## [WHAT IS BEING ASKED]
The expected output is a verbatim reprint of the lines from the beginning of the data that follows through the line that contains "for &order_count in &[100, 1_000, 10_000, 50_000]".

## [DATA SHOWN]
□ □ □ □ □

use criterion::{BenchmarkId, Criterion, criterion_group, criterion_main};
use lob_engine::clock::ManualClock;
use lob_engine::order::{OrderId, OrderKind, Owner, Side};
use lob_engine::symbol_book::{SubmitCommand, SymbolBook, SymbolBookConfig};
use std::hint::black_box;
use std::sync::Arc;

fn populated_book(count: u64) -> SymbolBook {
    let book = SymbolBook::new("BENCH", SymbolBookConfig::default(), Arc::new(ManualClock::new(0)));
    let mut sink = |_kind| {};
    for i in 0..count {
        let price = 1_000 + (i % 500) as i64;
        let side = if i % 2 == 0 { Side::Buy } else { Side::Sell };
        let cmd = SubmitCommand {
            order_id: OrderId(i + 1),
            side,
            kind: OrderKind::Limit,
            price: Some(price),
            stop_price: None,
            quantity: 10,
            displayed_quantity: None,
            owner: Owner::ANONYMOUS,
        };
        let _ = book.submit(cmd, &mut sink);
    }
    book
}

/// Canceling every resting order one at a time, in submission order.
fn bench_cancel_all(c: &mut Criterion) {
    let mut group = c.benchmark_group("mass cancel - cancel_all");
    for &order_count in &[100, 1_000, 10_000, 50_000] {
        group.bench_with_input(BenchmarkId::new("sequential_cancel", order_count), &order_count, |b, &count| {
            b.iter_with_setup(
                || populated_book(count),
                |book| {
                    let mut sink = |_kind| {};
                    for i in 0..count {
                        book.cancel(OrderId(i + 1), &mut sink).unwrap();
                        black_box(());
                    }
                },
            );
        });
    }
    group.finish();
}

/// Canceling only one side of a two-sided book.
fn bench_cancel_one_side(c: &mut Criterion) {
    let mut group = c.benchmark_group("mass cancel - cancel_by_side");
    for &order_count in &[100, 1_000, 10_000] {
        group.bench_with_input(BenchmarkId::new("buy_side_only", order_count), &order_count, |b, &count| {
            b.iter_with_setup(
                || populated_book(count),
                |book| {
                    let mut sink = |_kind| {};
                    for i in (0..count).step_by(2) {
                        book.cancel(OrderId(i + 1), &mut sink).unwrap();
                        black_box(());
                    }
                },
            );
        });
    }
    group.finish();
}

criterion_group!(benches, bench_cancel_all, bench_cancel_one_side);
criterion_main!(benches);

□ □ □ □ □

## [THE ANSWER]
use criterion::{BenchmarkId, Criterion, criterion_group, criterion_main};
use lob_engine::clock::ManualClock;
use lob_engine::order::{OrderId, OrderKind, Owner, Side};
use lob_engine::symbol_book::{SubmitCommand, SymbolBook, SymbolBookConfig};
use std::hint::black_box;
use std::sync::Arc;

fn populated_book(count: u64) -> SymbolBook {
    let book = SymbolBook::new("BENCH", SymbolBookConfig::default(), Arc::new(ManualClock::new(0)));
    let mut sink = |_kind| {};
    for i in 0..count {
        let price = 1_000 + (i % 500) as i64;
        let side = if i % 2 == 0 { Side::Buy } else { Side::Sell };
        let cmd = SubmitCommand {
            order_id: OrderId(i + 1),
            side,
            kind: OrderKind::Limit,
            price: Some(price),
            stop_price: None,
            quantity: 10,
            displayed_quantity: None,
            owner: Owner::ANONYMOUS,
        };
        let _ = book.submit(cmd, &mut sink);
    }
    book
}

/// Canceling every resting order one at a time, in submission order.
fn bench_cancel_all(c: &mut Criterion) {
    let mut group = c.benchmark_group("mass cancel - cancel_all");
    for &order_count in &[100, 1_000, 10_000, 50_000] {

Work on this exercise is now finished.